- **Exercise requirements**:
From the line containing "assert_eq!(document.max_chunk_size, 64);" down to the line containing "let normalized = docloom::normalize::wp_payload(&body).unwrap();" in the records below, reproduce every line exactly, ends included, and omit all others.
Source material START
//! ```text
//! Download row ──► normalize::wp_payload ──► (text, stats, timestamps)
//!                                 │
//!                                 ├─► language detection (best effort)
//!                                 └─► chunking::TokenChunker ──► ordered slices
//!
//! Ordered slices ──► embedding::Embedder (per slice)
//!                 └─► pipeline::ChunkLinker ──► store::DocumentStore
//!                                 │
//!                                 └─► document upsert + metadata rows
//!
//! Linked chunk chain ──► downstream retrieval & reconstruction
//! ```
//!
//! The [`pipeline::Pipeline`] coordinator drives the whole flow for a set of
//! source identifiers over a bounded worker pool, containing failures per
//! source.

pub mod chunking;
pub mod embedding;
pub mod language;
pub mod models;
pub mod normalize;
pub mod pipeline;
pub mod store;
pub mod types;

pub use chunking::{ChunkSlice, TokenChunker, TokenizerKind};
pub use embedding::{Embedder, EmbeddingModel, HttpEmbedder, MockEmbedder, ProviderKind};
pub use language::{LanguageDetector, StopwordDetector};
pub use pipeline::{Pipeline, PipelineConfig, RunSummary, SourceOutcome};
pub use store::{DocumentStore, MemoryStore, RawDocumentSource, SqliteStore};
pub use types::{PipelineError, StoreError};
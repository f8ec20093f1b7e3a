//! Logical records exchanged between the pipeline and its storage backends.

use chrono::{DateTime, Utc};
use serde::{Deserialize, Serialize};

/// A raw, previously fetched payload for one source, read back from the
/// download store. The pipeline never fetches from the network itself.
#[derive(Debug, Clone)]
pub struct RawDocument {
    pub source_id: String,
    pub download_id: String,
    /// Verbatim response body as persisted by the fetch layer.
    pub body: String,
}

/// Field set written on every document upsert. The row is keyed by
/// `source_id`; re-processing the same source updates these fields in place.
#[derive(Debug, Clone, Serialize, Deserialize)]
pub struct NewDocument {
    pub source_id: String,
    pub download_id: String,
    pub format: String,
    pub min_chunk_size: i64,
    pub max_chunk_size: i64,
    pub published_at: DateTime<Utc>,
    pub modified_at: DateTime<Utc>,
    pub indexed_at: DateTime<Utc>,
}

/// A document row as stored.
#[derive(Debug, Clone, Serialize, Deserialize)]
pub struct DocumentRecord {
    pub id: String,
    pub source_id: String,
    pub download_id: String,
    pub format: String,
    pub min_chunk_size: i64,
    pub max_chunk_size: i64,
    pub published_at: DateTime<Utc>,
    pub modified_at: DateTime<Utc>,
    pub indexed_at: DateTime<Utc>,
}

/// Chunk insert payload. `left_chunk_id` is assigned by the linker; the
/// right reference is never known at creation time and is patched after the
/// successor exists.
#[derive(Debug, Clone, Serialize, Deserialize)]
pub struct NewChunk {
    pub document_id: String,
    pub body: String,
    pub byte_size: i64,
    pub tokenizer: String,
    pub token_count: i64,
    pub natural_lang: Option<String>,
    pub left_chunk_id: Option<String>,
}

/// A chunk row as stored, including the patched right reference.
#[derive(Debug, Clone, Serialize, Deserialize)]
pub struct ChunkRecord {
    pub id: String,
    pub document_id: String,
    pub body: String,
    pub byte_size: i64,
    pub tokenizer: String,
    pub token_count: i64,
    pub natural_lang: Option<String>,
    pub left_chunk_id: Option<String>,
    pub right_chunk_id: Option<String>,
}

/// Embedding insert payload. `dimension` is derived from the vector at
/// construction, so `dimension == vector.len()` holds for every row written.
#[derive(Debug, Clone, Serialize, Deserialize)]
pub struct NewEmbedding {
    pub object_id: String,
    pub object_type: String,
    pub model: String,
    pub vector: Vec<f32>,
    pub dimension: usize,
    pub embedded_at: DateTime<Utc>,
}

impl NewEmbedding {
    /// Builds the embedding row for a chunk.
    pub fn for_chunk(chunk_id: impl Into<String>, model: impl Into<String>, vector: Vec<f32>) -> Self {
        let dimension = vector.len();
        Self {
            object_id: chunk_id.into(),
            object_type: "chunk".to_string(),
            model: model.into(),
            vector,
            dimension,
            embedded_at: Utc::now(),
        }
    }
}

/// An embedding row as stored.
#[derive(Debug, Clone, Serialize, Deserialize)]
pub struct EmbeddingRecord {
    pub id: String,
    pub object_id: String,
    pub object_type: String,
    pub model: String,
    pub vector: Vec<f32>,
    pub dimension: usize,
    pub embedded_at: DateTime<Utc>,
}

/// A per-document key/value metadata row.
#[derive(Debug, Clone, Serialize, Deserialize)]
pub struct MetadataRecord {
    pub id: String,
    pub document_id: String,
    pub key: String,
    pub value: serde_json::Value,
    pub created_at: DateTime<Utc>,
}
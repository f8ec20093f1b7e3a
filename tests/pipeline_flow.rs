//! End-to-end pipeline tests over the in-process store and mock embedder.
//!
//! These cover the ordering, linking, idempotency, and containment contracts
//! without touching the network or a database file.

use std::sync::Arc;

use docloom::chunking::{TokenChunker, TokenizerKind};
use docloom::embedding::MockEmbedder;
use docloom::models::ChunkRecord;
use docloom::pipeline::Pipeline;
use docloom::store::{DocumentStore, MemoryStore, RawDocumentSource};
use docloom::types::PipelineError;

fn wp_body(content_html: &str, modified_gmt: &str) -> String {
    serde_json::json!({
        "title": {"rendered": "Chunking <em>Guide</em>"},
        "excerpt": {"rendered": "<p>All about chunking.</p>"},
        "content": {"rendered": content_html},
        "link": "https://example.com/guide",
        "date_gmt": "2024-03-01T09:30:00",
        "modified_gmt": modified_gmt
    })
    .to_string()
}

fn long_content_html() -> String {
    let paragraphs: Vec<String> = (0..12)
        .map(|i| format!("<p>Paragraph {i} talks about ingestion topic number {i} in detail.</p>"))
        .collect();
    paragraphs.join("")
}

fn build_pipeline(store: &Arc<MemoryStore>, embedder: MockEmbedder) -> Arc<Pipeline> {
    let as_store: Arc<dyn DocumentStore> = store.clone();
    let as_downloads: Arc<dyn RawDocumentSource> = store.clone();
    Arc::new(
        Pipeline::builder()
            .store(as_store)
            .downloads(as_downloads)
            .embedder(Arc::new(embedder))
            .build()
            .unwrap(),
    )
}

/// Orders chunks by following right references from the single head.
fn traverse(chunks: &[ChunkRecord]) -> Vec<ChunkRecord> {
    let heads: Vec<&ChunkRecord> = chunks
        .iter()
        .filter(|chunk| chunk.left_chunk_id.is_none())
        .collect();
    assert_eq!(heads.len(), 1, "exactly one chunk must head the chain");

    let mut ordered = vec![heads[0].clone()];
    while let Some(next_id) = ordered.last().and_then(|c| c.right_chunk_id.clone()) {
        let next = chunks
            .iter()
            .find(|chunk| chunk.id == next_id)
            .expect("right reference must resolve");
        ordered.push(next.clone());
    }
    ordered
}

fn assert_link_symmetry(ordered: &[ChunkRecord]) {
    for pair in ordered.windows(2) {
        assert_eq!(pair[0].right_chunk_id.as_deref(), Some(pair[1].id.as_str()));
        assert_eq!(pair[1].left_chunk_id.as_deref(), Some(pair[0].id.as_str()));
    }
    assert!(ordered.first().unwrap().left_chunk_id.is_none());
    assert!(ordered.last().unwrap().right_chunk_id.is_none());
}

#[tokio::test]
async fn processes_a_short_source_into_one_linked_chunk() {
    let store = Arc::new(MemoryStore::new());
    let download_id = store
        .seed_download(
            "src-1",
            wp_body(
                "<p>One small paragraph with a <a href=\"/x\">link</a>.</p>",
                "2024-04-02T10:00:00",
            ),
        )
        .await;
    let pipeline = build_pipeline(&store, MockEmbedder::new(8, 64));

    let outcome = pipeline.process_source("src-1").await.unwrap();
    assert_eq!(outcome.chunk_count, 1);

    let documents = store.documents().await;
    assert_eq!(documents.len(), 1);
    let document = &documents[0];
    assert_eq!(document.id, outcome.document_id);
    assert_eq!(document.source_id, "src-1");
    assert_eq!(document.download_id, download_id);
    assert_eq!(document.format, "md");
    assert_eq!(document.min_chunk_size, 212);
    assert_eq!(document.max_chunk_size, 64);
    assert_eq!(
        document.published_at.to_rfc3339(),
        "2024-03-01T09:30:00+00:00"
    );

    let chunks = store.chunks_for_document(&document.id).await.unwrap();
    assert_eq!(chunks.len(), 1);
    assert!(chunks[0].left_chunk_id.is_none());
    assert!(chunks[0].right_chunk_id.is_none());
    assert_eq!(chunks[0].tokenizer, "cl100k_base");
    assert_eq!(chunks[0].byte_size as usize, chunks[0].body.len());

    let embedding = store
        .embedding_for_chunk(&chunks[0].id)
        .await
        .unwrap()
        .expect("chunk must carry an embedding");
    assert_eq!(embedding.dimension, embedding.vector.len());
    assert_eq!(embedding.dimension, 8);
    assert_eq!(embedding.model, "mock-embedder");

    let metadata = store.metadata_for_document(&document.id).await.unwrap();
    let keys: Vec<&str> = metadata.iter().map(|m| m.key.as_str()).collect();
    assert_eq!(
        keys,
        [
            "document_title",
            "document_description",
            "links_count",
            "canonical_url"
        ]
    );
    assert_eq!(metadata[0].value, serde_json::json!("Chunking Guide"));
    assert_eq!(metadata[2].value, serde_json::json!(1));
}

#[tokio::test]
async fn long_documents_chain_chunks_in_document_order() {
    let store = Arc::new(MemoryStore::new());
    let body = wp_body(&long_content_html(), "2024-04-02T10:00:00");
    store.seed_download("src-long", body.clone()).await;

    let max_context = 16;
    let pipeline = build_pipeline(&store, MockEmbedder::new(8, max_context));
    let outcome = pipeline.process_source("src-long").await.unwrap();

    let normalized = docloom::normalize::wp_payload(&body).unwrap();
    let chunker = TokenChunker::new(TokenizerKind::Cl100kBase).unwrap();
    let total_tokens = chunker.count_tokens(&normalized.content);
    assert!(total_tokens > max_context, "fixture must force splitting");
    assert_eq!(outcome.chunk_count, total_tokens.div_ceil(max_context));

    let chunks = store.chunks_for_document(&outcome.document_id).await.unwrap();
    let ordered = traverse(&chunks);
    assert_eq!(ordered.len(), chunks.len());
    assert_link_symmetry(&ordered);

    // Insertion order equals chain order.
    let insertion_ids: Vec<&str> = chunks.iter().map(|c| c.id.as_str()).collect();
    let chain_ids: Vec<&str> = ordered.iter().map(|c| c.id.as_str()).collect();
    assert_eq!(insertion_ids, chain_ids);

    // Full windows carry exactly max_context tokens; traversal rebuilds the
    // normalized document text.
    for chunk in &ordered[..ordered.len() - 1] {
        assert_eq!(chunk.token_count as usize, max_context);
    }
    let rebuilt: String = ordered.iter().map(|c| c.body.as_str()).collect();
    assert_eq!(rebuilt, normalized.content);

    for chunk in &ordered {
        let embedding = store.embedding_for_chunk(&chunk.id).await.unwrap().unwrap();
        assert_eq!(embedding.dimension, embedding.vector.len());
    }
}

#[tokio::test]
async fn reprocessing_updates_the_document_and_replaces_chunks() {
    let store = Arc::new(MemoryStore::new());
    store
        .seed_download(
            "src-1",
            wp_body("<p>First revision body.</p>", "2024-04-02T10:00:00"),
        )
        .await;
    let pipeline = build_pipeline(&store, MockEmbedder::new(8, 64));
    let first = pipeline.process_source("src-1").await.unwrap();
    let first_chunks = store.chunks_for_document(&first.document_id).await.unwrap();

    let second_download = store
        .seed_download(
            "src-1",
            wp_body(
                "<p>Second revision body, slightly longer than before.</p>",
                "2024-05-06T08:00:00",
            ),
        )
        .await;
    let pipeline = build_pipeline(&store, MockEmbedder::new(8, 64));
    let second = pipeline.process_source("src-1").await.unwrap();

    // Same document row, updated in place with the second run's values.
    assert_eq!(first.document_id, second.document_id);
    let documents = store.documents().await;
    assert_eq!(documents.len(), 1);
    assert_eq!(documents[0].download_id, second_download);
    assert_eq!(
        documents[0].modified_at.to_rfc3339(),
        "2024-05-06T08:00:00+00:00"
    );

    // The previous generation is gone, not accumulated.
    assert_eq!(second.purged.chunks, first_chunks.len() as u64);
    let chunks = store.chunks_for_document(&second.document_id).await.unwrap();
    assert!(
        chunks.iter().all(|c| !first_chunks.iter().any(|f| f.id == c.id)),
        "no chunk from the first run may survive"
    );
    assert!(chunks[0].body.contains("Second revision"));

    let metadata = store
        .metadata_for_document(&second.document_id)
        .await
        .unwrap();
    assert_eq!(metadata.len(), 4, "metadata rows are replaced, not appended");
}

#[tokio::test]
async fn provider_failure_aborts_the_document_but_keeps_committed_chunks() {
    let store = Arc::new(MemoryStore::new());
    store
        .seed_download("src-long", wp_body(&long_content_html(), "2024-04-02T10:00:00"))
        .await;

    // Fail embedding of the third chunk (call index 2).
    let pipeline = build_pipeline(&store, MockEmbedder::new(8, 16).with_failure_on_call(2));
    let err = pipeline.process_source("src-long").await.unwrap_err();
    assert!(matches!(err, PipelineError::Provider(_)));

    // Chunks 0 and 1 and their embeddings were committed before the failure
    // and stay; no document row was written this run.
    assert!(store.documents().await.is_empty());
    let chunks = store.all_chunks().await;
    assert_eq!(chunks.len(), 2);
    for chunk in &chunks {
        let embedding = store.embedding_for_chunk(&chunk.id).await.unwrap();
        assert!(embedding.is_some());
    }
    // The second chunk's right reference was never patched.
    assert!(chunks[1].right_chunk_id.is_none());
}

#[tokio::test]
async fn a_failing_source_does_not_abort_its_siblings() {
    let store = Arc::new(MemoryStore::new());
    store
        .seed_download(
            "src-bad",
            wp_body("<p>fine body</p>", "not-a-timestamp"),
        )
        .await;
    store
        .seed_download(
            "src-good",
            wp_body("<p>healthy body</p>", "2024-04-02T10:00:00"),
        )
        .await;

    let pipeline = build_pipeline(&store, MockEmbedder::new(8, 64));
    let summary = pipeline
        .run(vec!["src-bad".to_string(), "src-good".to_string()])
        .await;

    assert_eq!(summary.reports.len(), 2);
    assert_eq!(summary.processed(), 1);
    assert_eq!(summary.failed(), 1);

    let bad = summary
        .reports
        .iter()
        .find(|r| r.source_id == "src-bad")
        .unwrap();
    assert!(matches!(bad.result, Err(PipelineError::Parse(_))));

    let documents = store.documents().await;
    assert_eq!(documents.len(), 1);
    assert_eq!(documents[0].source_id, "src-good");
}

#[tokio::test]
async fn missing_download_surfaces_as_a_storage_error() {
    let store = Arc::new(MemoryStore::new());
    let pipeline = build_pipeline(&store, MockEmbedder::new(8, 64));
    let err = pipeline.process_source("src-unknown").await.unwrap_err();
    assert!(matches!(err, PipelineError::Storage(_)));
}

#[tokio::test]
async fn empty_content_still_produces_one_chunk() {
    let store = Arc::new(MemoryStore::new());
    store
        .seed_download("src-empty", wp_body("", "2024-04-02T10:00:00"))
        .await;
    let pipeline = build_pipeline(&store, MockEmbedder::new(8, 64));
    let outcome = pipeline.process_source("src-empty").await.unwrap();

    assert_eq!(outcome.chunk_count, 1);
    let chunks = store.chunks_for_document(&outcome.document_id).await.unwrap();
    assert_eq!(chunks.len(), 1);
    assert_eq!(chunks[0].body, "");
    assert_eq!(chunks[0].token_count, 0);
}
Source material END
- **Task solution**:
    assert_eq!(document.max_chunk_size, 64);
    assert_eq!(
        document.published_at.to_rfc3339(),
        "2024-03-01T09:30:00+00:00"
    );

    let chunks = store.chunks_for_document(&document.id).await.unwrap();
    assert_eq!(chunks.len(), 1);
    assert!(chunks[0].left_chunk_id.is_none());
    assert!(chunks[0].right_chunk_id.is_none());
    assert_eq!(chunks[0].tokenizer, "cl100k_base");
    assert_eq!(chunks[0].byte_size as usize, chunks[0].body.len());

    let embedding = store
        .embedding_for_chunk(&chunks[0].id)
        .await
        .unwrap()
        .expect("chunk must carry an embedding");
    assert_eq!(embedding.dimension, embedding.vector.len());
    assert_eq!(embedding.dimension, 8);
    assert_eq!(embedding.model, "mock-embedder");

    let metadata = store.metadata_for_document(&document.id).await.unwrap();
    let keys: Vec<&str> = metadata.iter().map(|m| m.key.as_str()).collect();
    assert_eq!(
        keys,
        [
            "document_title",
            "document_description",
            "links_count",
            "canonical_url"
        ]
    );
    assert_eq!(metadata[0].value, serde_json::json!("Chunking Guide"));
    assert_eq!(metadata[2].value, serde_json::json!(1));
}

#[tokio::test]
async fn long_documents_chain_chunks_in_document_order() {
    let store = Arc::new(MemoryStore::new());
    let body = wp_body(&long_content_html(), "2024-04-02T10:00:00");
    store.seed_download("src-long", body.clone()).await;

    let max_context = 16;
    let pipeline = build_pipeline(&store, MockEmbedder::new(8, max_context));
    let outcome = pipeline.process_source("src-long").await.unwrap();

    let normalized = docloom::normalize::wp_payload(&body).unwrap();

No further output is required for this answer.